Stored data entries
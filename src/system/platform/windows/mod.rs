mod command_line;
mod handle;
mod memory;
mod owner;
mod snapshot;
mod times;

use super::ProcessSource;
use crate::system::error::Result;
use crate::system::process::{CpuTimes, RawProcess};

/// Win32 / NT implementation of [`ProcessSource`].
#[derive(Debug, Default)]
pub struct WindowsSource;

impl WindowsSource {
    pub fn new() -> Self {
        WindowsSource
    }
}

impl ProcessSource for WindowsSource {
    fn snapshot(&self) -> Result<Vec<RawProcess>> {
        snapshot::walk_process_table()
    }

    fn memory_bytes(&self, pid: u32) -> Option<u64> {
        memory::working_set(pid)
    }

    fn command_line(&self, pid: u32) -> Option<String> {
        command_line::read_command_line(pid)
    }

    fn owner(&self, pid: u32) -> Option<String> {
        owner::token_owner(pid)
    }

    fn cpu_times(&self, pid: u32) -> Option<CpuTimes> {
        times::cpu_times(pid)
    }
}
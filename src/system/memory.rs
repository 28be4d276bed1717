use tracing::debug;

use crate::system::platform::ProcessSource;

/// Working-set size of `pid` in bytes.
pub fn sample<S: ProcessSource + ?Sized>(source: &S, pid: u32) -> Option<u64> {
    let memory = source.memory_bytes(pid);
    if memory.is_none() {
        debug!(pid, "working set unavailable");
    }
    memory
}
use windows_sys::Win32::Foundation::FILETIME;
use windows_sys::Win32::System::Threading::{
    GetProcessTimes, GetSystemTimes, PROCESS_QUERY_LIMITED_INFORMATION,
};

use super::handle::OwnedHandle;
use crate::system::process::CpuTimes;

const ZERO: FILETIME = FILETIME {
    dwLowDateTime: 0,
    dwHighDateTime: 0,
};

fn ticks(ft: FILETIME) -> u64 {
    (u64::from(ft.dwHighDateTime) << 32) | u64::from(ft.dwLowDateTime)
}

/// Kernel + user time of `pid` and of the whole system, in 100ns ticks.
pub(super) fn cpu_times(pid: u32) -> Option<CpuTimes> {
    let process = OwnedHandle::open_process(pid, PROCESS_QUERY_LIMITED_INFORMATION)?;

    let (mut creation, mut exit, mut kernel, mut user) = (ZERO, ZERO, ZERO, ZERO);
    // SAFETY: all out-pointers reference live FILETIMEs.
    let ok = unsafe {
        GetProcessTimes(
            process.raw(),
            &mut creation,
            &mut exit,
            &mut kernel,
            &mut user,
        )
    };
    if ok == 0 {
        return None;
    }

    let (mut idle, mut sys_kernel, mut sys_user) = (ZERO, ZERO, ZERO);
    // SAFETY: as above. System kernel time already includes idle time.
    let ok = unsafe { GetSystemTimes(&mut idle, &mut sys_kernel, &mut sys_user) };
    if ok == 0 {
        return None;
    }

    Some(CpuTimes {
        process: ticks(kernel).saturating_add(ticks(user)),
        system: ticks(sys_kernel).saturating_add(ticks(sys_user)),
    })
}
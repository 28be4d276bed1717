use std::io;
use std::mem;

use tracing::{debug, debug_span};
use windows_sys::Win32::Foundation::{ERROR_NO_MORE_FILES, GetLastError};
use windows_sys::Win32::System::Diagnostics::ToolHelp::{
    CreateToolhelp32Snapshot, PROCESSENTRY32W, Process32FirstW, Process32NextW,
    TH32CS_SNAPPROCESS,
};

use super::handle::OwnedHandle;
use crate::system::error::{Error, Result};
use crate::system::process::RawProcess;

/// Walk the toolhelp process table.
///
/// pid, parent pid and executable name all come from the table entry, so no
/// per-process handle is opened here. A walk that stops early keeps what it
/// collected.
pub(super) fn walk_process_table() -> Result<Vec<RawProcess>> {
    let _span = debug_span!("windows.toolhelp_walk").entered();

    // SAFETY: no pointer arguments.
    let raw = unsafe { CreateToolhelp32Snapshot(TH32CS_SNAPPROCESS, 0) };
    let Some(snapshot) = OwnedHandle::new(raw) else {
        let err = io::Error::last_os_error();
        return Err(Error::snapshot(err.raw_os_error(), err.to_string()));
    };

    // SAFETY: PROCESSENTRY32W is plain data; all-zero is a valid value.
    let mut entry: PROCESSENTRY32W = unsafe { mem::zeroed() };
    entry.dwSize = mem::size_of::<PROCESSENTRY32W>() as u32;

    let mut processes = Vec::new();
    // SAFETY: `entry` is a writable PROCESSENTRY32W with dwSize set.
    let mut more = unsafe { Process32FirstW(snapshot.raw(), &mut entry) } != 0;
    while more {
        processes.push(RawProcess::new(
            entry.th32ProcessID,
            entry.th32ParentProcessID,
            exe_name(&entry.szExeFile),
        ));
        // SAFETY: as above.
        more = unsafe { Process32NextW(snapshot.raw(), &mut entry) } != 0;
    }

    // SAFETY: reads thread-local error state only.
    let code = unsafe { GetLastError() };
    if code != ERROR_NO_MORE_FILES {
        debug!(code, collected = processes.len(), "process table walk stopped early");
    }
    Ok(processes)
}

fn exe_name(raw: &[u16]) -> String {
    let len = raw.iter().position(|&c| c == 0).unwrap_or(raw.len());
    String::from_utf16_lossy(&raw[..len])
}
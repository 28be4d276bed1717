use std::fmt;
use std::ops::{BitOr, BitOrAssign};

use serde::Serialize;

/// Name reported when the OS table carries no executable name for a process.
pub const UNKNOWN_NAME: &str = "<unknown>";

/// Which optional attributes `Collector::list_processes` should attach.
///
/// Bits match the values host bindings have always passed around:
/// memory = 1, command line = 2, owner = 4.
#[derive(Clone, Copy, Debug, Default, PartialEq, Eq, Hash)]
pub struct ProcessDataFlags(u32);

impl ProcessDataFlags {
    pub const NONE: Self = Self(0);
    pub const MEMORY: Self = Self(1);
    pub const COMMAND_LINE: Self = Self(2);
    pub const OWNER: Self = Self(4);

    const ALL_BITS: u32 = Self::MEMORY.0 | Self::COMMAND_LINE.0 | Self::OWNER.0;

    pub const fn all() -> Self {
        Self(Self::ALL_BITS)
    }

    /// Unknown bits are dropped rather than rejected.
    pub const fn from_bits_truncate(bits: u32) -> Self {
        Self(bits & Self::ALL_BITS)
    }

    pub const fn bits(self) -> u32 {
        self.0
    }

    pub const fn contains(self, other: Self) -> bool {
        self.0 & other.0 == other.0
    }

    pub const fn is_empty(self) -> bool {
        self.0 == 0
    }
}

impl BitOr for ProcessDataFlags {
    type Output = Self;

    fn bitor(self, rhs: Self) -> Self::Output {
        Self(self.0 | rhs.0)
    }
}

impl BitOrAssign for ProcessDataFlags {
    fn bitor_assign(&mut self, rhs: Self) {
        self.0 |= rhs.0;
    }
}

impl fmt::Display for ProcessDataFlags {
    fn fmt(&self, f: &mut fmt::Formatter<'_>) -> fmt::Result {
        let mut names = Vec::new();
        if self.contains(Self::MEMORY) {
            names.push("memory");
        }
        if self.contains(Self::COMMAND_LINE) {
            names.push("command-line");
        }
        if self.contains(Self::OWNER) {
            names.push("owner");
        }
        if names.is_empty() {
            f.write_str("none")
        } else {
            f.write_str(&names.join("|"))
        }
    }
}

/// One row of the OS process table, before any enrichment.
#[derive(Clone, Debug, PartialEq, Eq)]
pub struct RawProcess {
    pub pid: u32,
    pub ppid: u32,
    pub name: String,
}

impl RawProcess {
    pub fn new(pid: u32, ppid: u32, name: impl Into<String>) -> Self {
        Self {
            pid,
            ppid,
            name: name.into(),
        }
    }
}

/// A live process as seen at snapshot time.
///
/// Every `Option` field is `None` unless the matching enrichment was both
/// requested and successful. `None` never stands in for zero, and zero never
/// stands in for "unknown".
#[derive(Clone, Debug, PartialEq, Serialize)]
pub struct ProcessRecord {
    pub pid: u32,
    pub ppid: u32,
    pub name: String,
    #[serde(rename = "memory", skip_serializing_if = "Option::is_none")]
    pub memory_bytes: Option<u64>,
    #[serde(rename = "commandLine", skip_serializing_if = "Option::is_none")]
    pub command_line: Option<String>,
    #[serde(skip_serializing_if = "Option::is_none")]
    pub owner: Option<String>,
    #[serde(rename = "cpu", skip_serializing_if = "Option::is_none")]
    pub cpu_percent: Option<f64>,
}

impl ProcessRecord {
    pub fn new(pid: u32, ppid: u32, name: impl Into<String>) -> Self {
        Self {
            pid,
            ppid,
            name: name.into(),
            memory_bytes: None,
            command_line: None,
            owner: None,
            cpu_percent: None,
        }
    }
}

impl From<RawProcess> for ProcessRecord {
    fn from(raw: RawProcess) -> Self {
        ProcessRecord::new(raw.pid, raw.ppid, raw.name)
    }
}

/// Cumulative CPU accounting read in one go for a single pid.
///
/// `process` is kernel + user time of the process, `system` is kernel + user
/// time of the whole machine (idle included, as the OS counters report it).
/// Both use the same unit.
#[derive(Clone, Copy, Debug, PartialEq, Eq)]
pub struct CpuTimes {
    pub process: u64,
    pub system: u64,
}
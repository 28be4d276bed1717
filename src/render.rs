//! Text and JSON output for process records and trees.

use std::collections::HashSet;
use std::fmt::Write;

use serde::Serialize;

use crate::format::{format_bytes, format_percent, pad_unicode, truncate_unicode};
use crate::system::process::{ProcessDataFlags, ProcessRecord};
use crate::system::tree::{ProcessTreeNode, build_process_tree};

const ABSENT: &str = "-";

#[derive(Debug, Clone, Copy, PartialEq, Eq, Default)]
pub enum OutputFormat {
    #[default]
    Table,
    Tree,
    Json,
}

impl OutputFormat {
    pub fn from_str_config(s: &str) -> Self {
        match s.to_lowercase().as_str() {
            "tree" => OutputFormat::Tree,
            "json" => OutputFormat::Json,
            _ => OutputFormat::Table,
        }
    }
}

/// Optional columns shown in table output.
#[derive(Debug, Clone, Copy, PartialEq, Eq, Default)]
pub struct Columns {
    pub memory: bool,
    pub cpu: bool,
    pub owner: bool,
    pub command_line: bool,
}

impl Columns {
    pub fn from_flags(flags: ProcessDataFlags, cpu: bool) -> Self {
        Columns {
            memory: flags.contains(ProcessDataFlags::MEMORY),
            cpu,
            owner: flags.contains(ProcessDataFlags::OWNER),
            command_line: flags.contains(ProcessDataFlags::COMMAND_LINE),
        }
    }
}

pub fn render_json<T: Serialize + ?Sized>(value: &T) -> serde_json::Result<String> {
    serde_json::to_string_pretty(value)
}

/// Aligned table, one row per record, in record order.
///
/// The command line is the last column and is truncated to `command_width`.
pub fn render_table(records: &[ProcessRecord], columns: Columns, command_width: usize) -> String {
    let mut header = vec!["PID".to_string(), "PPID".to_string(), "NAME".to_string()];
    if columns.memory {
        header.push("MEMORY".to_string());
    }
    if columns.cpu {
        header.push("CPU".to_string());
    }
    if columns.owner {
        header.push("OWNER".to_string());
    }
    if columns.command_line {
        header.push("COMMAND".to_string());
    }

    let rows: Vec<Vec<String>> = records
        .iter()
        .map(|r| {
            let mut row = vec![r.pid.to_string(), r.ppid.to_string(), r.name.clone()];
            if columns.memory {
                row.push(r.memory_bytes.map(format_bytes).unwrap_or_else(absent));
            }
            if columns.cpu {
                row.push(r.cpu_percent.map(format_percent).unwrap_or_else(absent));
            }
            if columns.owner {
                row.push(r.owner.clone().unwrap_or_else(absent));
            }
            if columns.command_line {
                row.push(
                    r.command_line
                        .as_deref()
                        .map(|c| truncate_unicode(c, command_width))
                        .unwrap_or_else(absent),
                );
            }
            row
        })
        .collect();

    let mut widths: Vec<usize> = header.iter().map(|h| h.len()).collect();
    for row in &rows {
        for (width, cell) in widths.iter_mut().zip(row) {
            *width = (*width).max(unicode_width::UnicodeWidthStr::width(cell.as_str()));
        }
    }

    let mut out = String::new();
    for row in std::iter::once(&header).chain(rows.iter()) {
        let line = row
            .iter()
            .zip(&widths)
            .map(|(cell, &width)| pad_unicode(cell, width))
            .collect::<Vec<_>>()
            .join("  ");
        out.push_str(line.trim_end());
        out.push('\n');
    }
    out
}

/// Box-drawing view of one tree.
pub fn render_tree(root: &ProcessTreeNode, command_width: usize) -> String {
    let mut out = String::new();
    out.push_str(&node_label(root, command_width));
    if !root.children.is_empty()
        && let Some(total) = root.subtree_memory()
    {
        let _ = write!(out, " total={}", format_bytes(total));
    }
    out.push('\n');
    render_children(&root.children, "", command_width, &mut out);
    out
}

/// Every process as part of a tree. Roots are records whose parent is not
/// in `records`, in record order; anything left over (parent cycles) is
/// rendered as its own root afterwards.
pub fn render_forest(records: &[ProcessRecord], command_width: usize) -> String {
    let pids: HashSet<u32> = records.iter().map(|r| r.pid).collect();
    let mut placed = HashSet::new();
    let mut out = String::new();

    let roots = records
        .iter()
        .filter(|r| r.ppid == r.pid || !pids.contains(&r.ppid))
        .chain(records.iter());
    for record in roots {
        if placed.contains(&record.pid) {
            continue;
        }
        if let Some(tree) = build_process_tree(records, record.pid) {
            collect_pids(&tree, &mut placed);
            out.push_str(&render_tree(&tree, command_width));
        }
    }
    out
}

fn collect_pids(node: &ProcessTreeNode, pids: &mut HashSet<u32>) {
    pids.insert(node.pid);
    for child in &node.children {
        collect_pids(child, pids);
    }
}

fn render_children(
    children: &[ProcessTreeNode],
    prefix: &str,
    command_width: usize,
    out: &mut String,
) {
    for (i, child) in children.iter().enumerate() {
        let last = i + 1 == children.len();
        let (branch, continuation) = if last {
            ("└─ ", "   ")
        } else {
            ("├─ ", "│  ")
        };
        let _ = writeln!(out, "{prefix}{branch}{}", node_label(child, command_width));
        let nested = format!("{prefix}{continuation}");
        render_children(&child.children, &nested, command_width, out);
    }
}

fn node_label(node: &ProcessTreeNode, command_width: usize) -> String {
    let mut label = format!("{} [{}]", node.name, node.pid);
    if let Some(memory) = node.memory_bytes {
        let _ = write!(label, " mem={}", format_bytes(memory));
    }
    if let Some(cpu) = node.cpu_percent {
        let _ = write!(label, " cpu={}", format_percent(cpu));
    }
    if let Some(owner) = &node.owner {
        let _ = write!(label, " owner={owner}");
    }
    if let Some(command) = &node.command_line {
        let _ = write!(label, " cmd={}", truncate_unicode(command, command_width));
    }
    label
}

fn absent() -> String {
    ABSENT.to_string()
}

#[cfg(test)]
mod tests {
    use super::*;

    fn records() -> Vec<ProcessRecord> {
        let mut system = ProcessRecord::new(4, 0, "system");
        system.memory_bytes = Some(2048);
        let svc = ProcessRecord::new(100, 4, "svc.exe");
        let mut child = ProcessRecord::new(200, 100, "child.exe");
        child.memory_bytes = Some(1024);
        vec![system, svc, child]
    }

    #[test]
    fn output_format_from_config() {
        assert_eq!(OutputFormat::from_str_config("JSON"), OutputFormat::Json);
        assert_eq!(OutputFormat::from_str_config("tree"), OutputFormat::Tree);
        assert_eq!(OutputFormat::from_str_config("other"), OutputFormat::Table);
    }

    #[test]
    fn table_shows_requested_columns_and_absent_marker() {
        let columns = Columns::from_flags(ProcessDataFlags::MEMORY, false);
        let table = render_table(&records(), columns, 40);
        let lines: Vec<&str> = table.lines().collect();
        assert_eq!(lines[0], "PID  PPID  NAME       MEMORY");
        assert_eq!(lines[1], "4    0     system     2 KB");
        assert_eq!(lines[2], "100  4     svc.exe    -");
        assert_eq!(lines[3], "200  100   child.exe  1 KB");
    }

    #[test]
    fn forest_places_every_record_once() {
        let forest = render_forest(&records(), 40);
        assert_eq!(forest.lines().count(), 3);
        assert!(forest.starts_with("system [4] mem=2 KB total=3 KB\n"));
    }
}
//! Command line of another process, read through its PEB.
//!
//! NtQueryInformationProcess(ProcessBasicInformation) -> PEB ->
//! RTL_USER_PROCESS_PARAMETERS -> CommandLine UNICODE_STRING -> buffer.
//! Only the leading fields of each NT structure are declared; their layout
//! has been stable for a long time but is not a documented contract.

use std::ffi::c_void;
use std::mem::{self, MaybeUninit};
use std::ptr;
use std::sync::OnceLock;

use tracing::{debug, warn};
use windows_sys::Win32::Foundation::HANDLE;
use windows_sys::Win32::System::Diagnostics::Debug::ReadProcessMemory;
use windows_sys::Win32::System::LibraryLoader::{GetModuleHandleW, GetProcAddress};
use windows_sys::Win32::System::Threading::{PROCESS_QUERY_INFORMATION, PROCESS_VM_READ};

use super::handle::OwnedHandle;
use crate::system::command_line::{COMMAND_LINE_CAPACITY, bounded_units, decode_units};

type NtQueryInformationProcessFn =
    unsafe extern "system" fn(HANDLE, u32, *mut c_void, u32, *mut u32) -> i32;

const PROCESS_BASIC_INFORMATION_CLASS: u32 = 0;

static NT_QUERY_INFORMATION_PROCESS: OnceLock<Option<NtQueryInformationProcessFn>> =
    OnceLock::new();

#[repr(C)]
struct ProcessBasicInformation {
    _exit_status: i32,
    peb_base_address: *mut c_void,
    _affinity_mask: usize,
    _base_priority: i32,
    _unique_process_id: usize,
    _inherited_from_unique_process_id: usize,
}

/// PEB up to and including ProcessParameters.
#[repr(C)]
struct PebPrefix {
    _reserved1: [u8; 2],
    _being_debugged: u8,
    _reserved2: [u8; 1],
    _reserved3: [*mut c_void; 2],
    _ldr: *mut c_void,
    process_parameters: *mut c_void,
}

#[repr(C)]
#[derive(Clone, Copy)]
struct UnicodeString {
    length: u16,
    _maximum_length: u16,
    buffer: *mut u16,
}

/// RTL_USER_PROCESS_PARAMETERS up to and including CommandLine.
#[repr(C)]
struct ProcessParametersPrefix {
    _reserved1: [u8; 16],
    _reserved2: [*mut c_void; 10],
    _image_path_name: UnicodeString,
    command_line: UnicodeString,
}

/// Resolved once per process. If ntdll does not export the entry point,
/// command lines are always absent.
fn nt_query_information_process() -> Option<NtQueryInformationProcessFn> {
    *NT_QUERY_INFORMATION_PROCESS.get_or_init(|| {
        let module: Vec<u16> = "ntdll.dll".encode_utf16().chain(Some(0)).collect();
        // SAFETY: `module` is NUL-terminated; ntdll is mapped into every process.
        let ntdll = unsafe { GetModuleHandleW(module.as_ptr()) };
        if ntdll.is_null() {
            warn!("ntdll.dll not loaded; command lines unavailable");
            return None;
        }
        // SAFETY: the name is a NUL-terminated ANSI string.
        let entry = unsafe { GetProcAddress(ntdll, b"NtQueryInformationProcess\0".as_ptr()) };
        match entry {
            // SAFETY: the export has exactly this signature.
            Some(f) => Some(unsafe {
                mem::transmute::<unsafe extern "system" fn() -> isize, NtQueryInformationProcessFn>(
                    f,
                )
            }),
            None => {
                warn!("NtQueryInformationProcess not exported; command lines unavailable");
                None
            }
        }
    })
}

/// Copy a `T` from `address` in `process`. Partial reads count as failure.
///
/// # Safety
///
/// `T` must be valid for any bit pattern.
unsafe fn read_remote<T>(process: &OwnedHandle, address: *const c_void) -> Option<T> {
    if address.is_null() {
        return None;
    }
    let mut value = MaybeUninit::<T>::uninit();
    let mut read = 0usize;
    // SAFETY: `value` has room for size_of::<T>() bytes.
    let ok = unsafe {
        ReadProcessMemory(
            process.raw(),
            address,
            value.as_mut_ptr().cast(),
            mem::size_of::<T>(),
            &mut read,
        )
    };
    if ok == 0 || read != mem::size_of::<T>() {
        return None;
    }
    // SAFETY: fully written above and T accepts any bit pattern.
    Some(unsafe { value.assume_init() })
}

pub(super) fn read_command_line(pid: u32) -> Option<String> {
    let query = nt_query_information_process()?;
    let process = OwnedHandle::open_process(pid, PROCESS_QUERY_INFORMATION | PROCESS_VM_READ)?;

    // SAFETY: plain data; all-zero is a valid value.
    let mut info: ProcessBasicInformation = unsafe { mem::zeroed() };
    // SAFETY: `info` is writable and exactly the size passed.
    let status = unsafe {
        query(
            process.raw(),
            PROCESS_BASIC_INFORMATION_CLASS,
            (&mut info as *mut ProcessBasicInformation).cast(),
            mem::size_of::<ProcessBasicInformation>() as u32,
            ptr::null_mut(),
        )
    };
    if status < 0 {
        debug!(pid, status, "NtQueryInformationProcess failed");
        return None;
    }

    // SAFETY: both prefixes are raw pointers and integers only.
    let peb: PebPrefix = unsafe { read_remote(&process, info.peb_base_address) }?;
    let params: ProcessParametersPrefix =
        unsafe { read_remote(&process, peb.process_parameters) }?;

    let descriptor = params.command_line;
    if descriptor.buffer.is_null() {
        return None;
    }
    // The remote length is only trusted up to our own capacity.
    let units = bounded_units(usize::from(descriptor.length), COMMAND_LINE_CAPACITY)?;
    let bytes = units * mem::size_of::<u16>();

    let mut buffer = vec![0u16; units];
    let mut read = 0usize;
    // SAFETY: `buffer` holds exactly `bytes` bytes.
    let ok = unsafe {
        ReadProcessMemory(
            process.raw(),
            descriptor.buffer as *const c_void,
            buffer.as_mut_ptr().cast(),
            bytes,
            &mut read,
        )
    };
    if ok == 0 || read != bytes {
        debug!(pid, "command line buffer read failed");
        return None;
    }

    let truncated = bytes < (usize::from(descriptor.length) & !1);
    decode_units(&buffer, truncated)
}
use std::collections::{HashMap, HashSet};

use serde::Serialize;

use super::process::ProcessRecord;

/// A process and everything it started, as a nested tree.
#[derive(Clone, Debug, PartialEq, Serialize)]
pub struct ProcessTreeNode {
    pub pid: u32,
    pub name: String,
    #[serde(rename = "memory", skip_serializing_if = "Option::is_none")]
    pub memory_bytes: Option<u64>,
    #[serde(rename = "commandLine", skip_serializing_if = "Option::is_none")]
    pub command_line: Option<String>,
    #[serde(skip_serializing_if = "Option::is_none")]
    pub owner: Option<String>,
    #[serde(rename = "cpu", skip_serializing_if = "Option::is_none")]
    pub cpu_percent: Option<f64>,
    pub children: Vec<ProcessTreeNode>,
}

impl ProcessTreeNode {
    fn leaf(record: &ProcessRecord) -> Self {
        ProcessTreeNode {
            pid: record.pid,
            name: record.name.clone(),
            memory_bytes: record.memory_bytes,
            command_line: record.command_line.clone(),
            owner: record.owner.clone(),
            cpu_percent: record.cpu_percent,
            children: Vec::new(),
        }
    }

    /// Memory of this node and all descendants. `None` if no node in the
    /// subtree carries a memory figure.
    pub fn subtree_memory(&self) -> Option<u64> {
        let children = self
            .children
            .iter()
            .filter_map(ProcessTreeNode::subtree_memory)
            .reduce(|a, b| a.saturating_add(b));
        match (self.memory_bytes, children) {
            (None, None) => None,
            (own, children) => Some(own.unwrap_or(0).saturating_add(children.unwrap_or(0))),
        }
    }

    /// Number of nodes in the subtree, this one included.
    pub fn node_count(&self) -> usize {
        1 + self.children.iter().map(ProcessTreeNode::node_count).sum::<usize>()
    }
}

/// ppid -> indices of its children, in record order.
fn children_by_parent(records: &[ProcessRecord]) -> HashMap<u32, Vec<usize>> {
    let mut children: HashMap<u32, Vec<usize>> = HashMap::with_capacity(records.len());
    for (idx, record) in records.iter().enumerate() {
        // Build parent-child links from pid/ppid only.
        if record.ppid != record.pid {
            children.entry(record.ppid).or_default().push(idx);
        }
    }
    children
}

/// `root_pid` followed by all of its descendants, depth first.
///
/// Children are visited in the order they appear in `records`. A pid is
/// emitted at most once, so parent cycles left behind by pid reuse
/// terminate. `None` when `root_pid` is not in `records`.
pub fn filter_process_list(root_pid: u32, records: &[ProcessRecord]) -> Option<Vec<ProcessRecord>> {
    let root = records.iter().position(|r| r.pid == root_pid)?;
    let children = children_by_parent(records);

    let mut visited = HashSet::new();
    let mut out = Vec::new();
    let mut stack = vec![root];
    while let Some(idx) = stack.pop() {
        let record = &records[idx];
        if !visited.insert(record.pid) {
            continue;
        }
        out.push(record.clone());
        if let Some(kids) = children.get(&record.pid) {
            stack.extend(kids.iter().rev());
        }
    }
    Some(out)
}

/// Nested tree rooted at `root_pid`, with the same visiting rules as
/// [`filter_process_list`].
pub fn build_process_tree(records: &[ProcessRecord], root_pid: u32) -> Option<ProcessTreeNode> {
    let root = records.iter().position(|r| r.pid == root_pid)?;
    let children = children_by_parent(records);
    let mut visited = HashSet::new();
    Some(build_node(records, &children, root, &mut visited))
}

fn build_node(
    records: &[ProcessRecord],
    children: &HashMap<u32, Vec<usize>>,
    idx: usize,
    visited: &mut HashSet<u32>,
) -> ProcessTreeNode {
    let record = &records[idx];
    visited.insert(record.pid);
    let mut node = ProcessTreeNode::leaf(record);

    if let Some(kids) = children.get(&record.pid) {
        for &child in kids {
            if visited.contains(&records[child].pid) {
                continue;
            }
            node.children.push(build_node(records, children, child, visited));
        }
    }
    node
}
use std::process::{Child, Command, Stdio};

use proctree::{Collector, ProcessDataFlags};

fn spawn_long_lived_child() -> Child {
    #[cfg(windows)]
    let mut cmd = {
        let mut c = Command::new("powershell");
        c.args([
            "-NoProfile",
            "-NonInteractive",
            "-Command",
            "Start-Sleep -Seconds 30",
        ]);
        c
    };

    #[cfg(not(windows))]
    let mut cmd = {
        let mut c = Command::new("sh");
        c.args(["-c", "sleep 30"]);
        c
    };

    cmd.stdin(Stdio::null())
        .stdout(Stdio::null())
        .stderr(Stdio::null())
        .spawn()
        .expect("failed to spawn child process")
}

#[test]
fn current_process_is_listed_with_every_flag() {
    let collector = Collector::new();
    let records = collector
        .list_processes(ProcessDataFlags::all())
        .expect("process table should open");

    let pid = std::process::id();
    let me = records
        .iter()
        .find(|r| r.pid == pid)
        .expect("current process should be listed");
    assert!(!me.name.is_empty());
    assert!(me.cpu_percent.is_none());
}

#[test]
fn spawned_child_is_a_descendant_of_this_process() {
    let mut child = spawn_long_lived_child();
    let child_pid = child.id();

    let collector = Collector::new();
    let subtree = collector
        .process_list(std::process::id(), ProcessDataFlags::NONE)
        .expect("process table should open");

    let _ = child.kill();
    let _ = child.wait();

    let subtree = subtree.expect("current process should be running");
    assert_eq!(subtree[0].pid, std::process::id());
    assert!(subtree.iter().any(|r| r.pid == child_pid));
}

* What the exercise asks *
Restate verbatim the first line above and all lines after it through the line containing "let memory = source.memory_bytes(pid);"; omit the rest.

* Response *
filename src/system/platform/windows/mod.rs
mod command_line;
mod handle;
mod memory;
mod owner;
mod snapshot;
mod times;

use super::ProcessSource;
use crate::system::error::Result;
use crate::system::process::{CpuTimes, RawProcess};

/// Win32 / NT implementation of [`ProcessSource`].
#[derive(Debug, Default)]
pub struct WindowsSource;

impl WindowsSource {
    pub fn new() -> Self {
        WindowsSource
    }
}

impl ProcessSource for WindowsSource {
    fn snapshot(&self) -> Result<Vec<RawProcess>> {
        snapshot::walk_process_table()
    }

    fn memory_bytes(&self, pid: u32) -> Option<u64> {
        memory::working_set(pid)
    }

    fn command_line(&self, pid: u32) -> Option<String> {
        command_line::read_command_line(pid)
    }

    fn owner(&self, pid: u32) -> Option<String> {
        owner::token_owner(pid)
    }

    fn cpu_times(&self, pid: u32) -> Option<CpuTimes> {
        times::cpu_times(pid)
    }
}
filename src/system/memory.rs
repository 28be4d276bed1717
use tracing::debug;

use crate::system::platform::ProcessSource;

/// Working-set size of `pid` in bytes.
pub fn sample<S: ProcessSource + ?Sized>(source: &S, pid: u32) -> Option<u64> {
    let memory = source.memory_bytes(pid);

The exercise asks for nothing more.